Post-war, Bill collected a graduate degree from the University of Wisconsin School of Banking and returned to the Gogebic National Bank where he remained through 43 years, retiring, as he said, three times: as bank president (First of America, at that point), then as board chairman, then as board member. He influenced regional banking through innovative practices and guided civic development from seats on no less than a dozen advisory boards spanning the range from the Ironwood City Planning Commission to the Board of Education to the Gogebic Range Ski Corporation to the Church of the Transfiguration. He was a lifetime Kiwanian, rarely missing the regular lunchtime meeting. Bill was ever humble - self-effacing, actually - and liked no attention called to himself. His "Ironwood Man of the Year" plaque quietly disappeared to his basement office while his less pretentious Army cooking certificate remained on exhibit upstairs.
On Dec. 19, 1953, Bill married Merlyn Guthrie of Duluth and with her raised two children in Ironwood. As a family, they explored the Upper Peninsula woods and skied at every opportunity. In retirement, they split time between a cabin in northern Wisconsin and a retreat in Florida where they continued to golf, boat, and gather with friends.
Bill had deep appreciation for Glen Miller, a bowl of ice cream, reading, office supply stores, magicians, dogs, Kromers, and gadgets. He spent many hours sorting out the mysteries of DOS, the novelty of online ordering, or the practical aspects of attempting to have the cloud rain down a copy of the Wall Street Journal to his Kindle.
Odds are quite good that Bill McLean made you smile. Sure, sometimes he seemed slightly less optimistic than Eeyore ("I think the waiter's forgotten us."), but during even the briefest interaction he dropped one of those sagacious observations in your ear or performed a thoughtful act that demonstrated, rather than spoke of, his affection for you.
There could be no better example than the way he tended to Merlyn in her last four years as he sat at her bedside for two daily sessions of reading or browsing pictures.
Bill approached his advancing years with almost casual disregard for his actual age, which few would have guessed. He made light of his own travails, engaged in regular exercise, attended classes, and, as in the beginning, met adversity with calm and perseverance. He thrived for 96 good years until his death in Lebanon, N.H., on Jan. 21, 2015.

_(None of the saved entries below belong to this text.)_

use std::{fs, path::Path, time::Duration};

use serde::{Deserialize, Serialize};

use crate::{
    error::{TimingError, TimingResult},
    sleep::PrecisionSleeper,
};

#[derive(Debug, Clone, Default, PartialEq, Serialize, Deserialize)]
pub struct TimingConfig {
    #[serde(default)]
    pub frame: FrameConfig,
    #[serde(default)]
    pub sim: SimConfig,
    #[serde(default)]
    pub sleep: SleepConfig,
    #[serde(default)]
    pub telemetry: TelemetryConfig,
}

impl TimingConfig {
    pub fn load_toml(path: impl AsRef<Path>) -> TimingResult<Self> {
        let text = fs::read_to_string(path)?;
        Self::from_toml_str(&text)
    }

    pub fn from_toml_str(text: &str) -> TimingResult<Self> {
        let cfg: TimingConfig = toml::from_str(text)?;
        cfg.validate()?;
        Ok(cfg)
    }

    pub fn validate(&self) -> TimingResult<()> {
        let fps = self.frame.target_fps;
        if !fps.is_finite() || fps < 0.0 {
            return Err(TimingError::invalid(format!(
                "frame.target_fps must be >= 0 (0 = uncapped), got {fps}"
            )));
        }
        if self.frame.max_delta_ms == 0 {
            return Err(TimingError::invalid("frame.max_delta_ms must be > 0"));
        }

        let hz = self.sim.tick_rate_hz;
        if !hz.is_finite() || hz <= 0.0 {
            return Err(TimingError::invalid(format!(
                "sim.tick_rate_hz must be > 0, got {hz}"
            )));
        }
        if self.sim.manual_step_ms == 0 {
            return Err(TimingError::invalid("sim.manual_step_ms must be > 0"));
        }

        if self.sleep.safety_margin_us > self.sleep.coarse_threshold_us {
            return Err(TimingError::invalid(format!(
                "sleep.safety_margin_us ({}) exceeds sleep.coarse_threshold_us ({})",
                self.sleep.safety_margin_us, self.sleep.coarse_threshold_us
            )));
        }

        if self.telemetry.period_ms == 0 {
            return Err(TimingError::invalid("telemetry.period_ms must be > 0"));
        }
        Ok(())
    }

    #[inline]
    pub fn tick_step_sec(&self) -> f64 {
        1.0 / self.sim.tick_rate_hz
    }

    #[inline]
    pub fn max_delta_sec(&self) -> f64 {
        self.frame.max_delta_ms as f64 / 1000.0
    }

    #[inline]
    pub fn manual_step_sec(&self) -> f64 {
        self.sim.manual_step_ms as f64 / 1000.0
    }

    /// `None` when uncapped.
    pub fn target_frame_time(&self) -> Option<Duration> {
        let fps = self.frame.target_fps;
        if fps > 0.0 {
            Duration::try_from_secs_f64(1.0 / fps).ok()
        } else {
            None
        }
    }

    pub fn sleeper(&self) -> PrecisionSleeper {
        PrecisionSleeper::new(
            Duration::from_micros(self.sleep.coarse_threshold_us),
            Duration::from_micros(self.sleep.safety_margin_us),
        )
    }

    #[inline]
    pub fn telemetry_period(&self) -> Duration {
        Duration::from_millis(self.telemetry.period_ms)
    }
}

#[derive(Debug, Clone, PartialEq, Serialize, Deserialize)]
pub struct FrameConfig {
    /// 0 disables the frame limiter.
    #[serde(default = "default_target_fps")]
    pub target_fps: f64,
    #[serde(default = "default_max_delta_ms")]
    pub max_delta_ms: u32,
}

fn default_target_fps() -> f64 { 240.0 }
fn default_max_delta_ms() -> u32 { 1000 }

impl Default for FrameConfig {
    fn default() -> Self {
        Self { target_fps: default_target_fps(), max_delta_ms: default_max_delta_ms() }
    }
}

#[derive(Debug, Clone, PartialEq, Serialize, Deserialize)]
pub struct SimConfig {
    #[serde(default = "default_tick_rate_hz")]
    pub tick_rate_hz: f64,
    /// 0 = no cap.
    #[serde(default)]
    pub max_ticks_per_frame: u32,
    /// Game time added per `step_forward` while paused.
    #[serde(default = "default_manual_step_ms")]
    pub manual_step_ms: u32,
}

fn default_tick_rate_hz() -> f64 { 20.0 }
fn default_manual_step_ms() -> u32 { 50 }

impl Default for SimConfig {
    fn default() -> Self {
        Self {
            tick_rate_hz: default_tick_rate_hz(),
            max_ticks_per_frame: 0,
            manual_step_ms: default_manual_step_ms(),
        }
    }
}

#[derive(Debug, Clone, PartialEq, Serialize, Deserialize)]
pub struct SleepConfig {
    #[serde(default = "default_coarse_threshold_us")]
    pub coarse_threshold_us: u64,
    #[serde(default = "default_safety_margin_us")]
    pub safety_margin_us: u64,
    #[serde(default = "default_timer_period_ms")]
    pub timer_period_ms: u32,
    #[serde(default = "default_true")]
    pub high_resolution_timer: bool,
}

fn default_coarse_threshold_us() -> u64 { 2000 }
fn default_safety_margin_us() -> u64 { 1000 }
fn default_timer_period_ms() -> u32 { 1 }
fn default_true() -> bool { true }

impl Default for SleepConfig {
    fn default() -> Self {
        Self {
            coarse_threshold_us: default_coarse_threshold_us(),
            safety_margin_us: default_safety_margin_us(),
            timer_period_ms: default_timer_period_ms(),
            high_resolution_timer: true,
        }
    }
}

#[derive(Debug, Clone, PartialEq, Serialize, Deserialize)]
pub struct TelemetryConfig {
    #[serde(default = "default_true")]
    pub enabled: bool,
    #[serde(default = "default_period_ms")]
    pub period_ms: u64,
}

fn default_period_ms() -> u64 { 1000 }

impl Default for TelemetryConfig {
    fn default() -> Self {
        Self { enabled: true, period_ms: default_period_ms() }
    }
}

#[cfg(test)]
mod tests {
    use super::*;

    #[test]
    fn empty_document_yields_defaults() {
        let cfg = TimingConfig::from_toml_str("").unwrap();
        assert_eq!(cfg, TimingConfig::default());
        assert_eq!(cfg.frame.target_fps, 240.0);
        assert!((cfg.tick_step_sec() - 0.05).abs() < 1e-12);
        assert_eq!(cfg.max_delta_sec(), 1.0);
        assert_eq!(cfg.sleeper(), PrecisionSleeper::default());
    }

    #[test]
    fn partial_sections_fill_in_defaults() {
        let cfg = TimingConfig::from_toml_str(
            r#"
            [frame]
            target_fps = 60.0

            [sim]
            max_ticks_per_frame = 8
            "#,
        )
        .unwrap();

        assert_eq!(cfg.frame.target_fps, 60.0);
        assert_eq!(cfg.frame.max_delta_ms, 1000);
        assert_eq!(cfg.sim.tick_rate_hz, 20.0);
        assert_eq!(cfg.sim.max_ticks_per_frame, 8);
        assert!(cfg.telemetry.enabled);
    }

    #[test]
    fn serialized_defaults_parse_back() {
        let text = toml::to_string(&TimingConfig::default()).unwrap();
        let cfg = TimingConfig::from_toml_str(&text).unwrap();
        assert_eq!(cfg, TimingConfig::default());
    }

    #[test]
    fn zero_fps_means_uncapped() {
        let cfg = TimingConfig::from_toml_str("[frame]\ntarget_fps = 0.0\n").unwrap();
        assert_eq!(cfg.target_frame_time(), None);
    }

    #[test]
    fn invalid_values_are_rejected() {
        let bad = [
            "[frame]\ntarget_fps = -1.0\n",
            "[frame]\nmax_delta_ms = 0\n",
            "[sim]\ntick_rate_hz = 0.0\n",
            "[sim]\nmanual_step_ms = 0\n",
            "[sleep]\nsafety_margin_us = 5000\n",
            "[telemetry]\nperiod_ms = 0\n",
        ];
        for text in bad {
            let err = TimingConfig::from_toml_str(text).unwrap_err();
            assert!(matches!(err, TimingError::InvalidConfig(_)), "{text}: {err}");
        }
    }

    #[test]
    fn malformed_toml_is_a_parse_error() {
        let err = TimingConfig::from_toml_str("[frame\n").unwrap_err();
        assert!(matches!(err, TimingError::ConfigParse(_)));
    }

    #[test]
    fn missing_file_is_an_io_error() {
        let err = TimingConfig::load_toml("/definitely/not/here.toml").unwrap_err();
        assert!(matches!(err, TimingError::Io(_)));
    }
}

Wilbur F. McLean Jr. was preceded in death by Merlyn. He is survived by his son, Duncan (Karen) McLean, of Des Moines, Iowa; his daughter, Megan McLean, of Lyme, N.H .; and his grandchildren, Emma Webster and Anthony and Madeline McLean. There will be no commemorative service by his own wishes, but his family extends their thanks and the appreciation that was ever in Bill's heart to friends and most especially to those endearing neighbors and employees at Harvest Hill.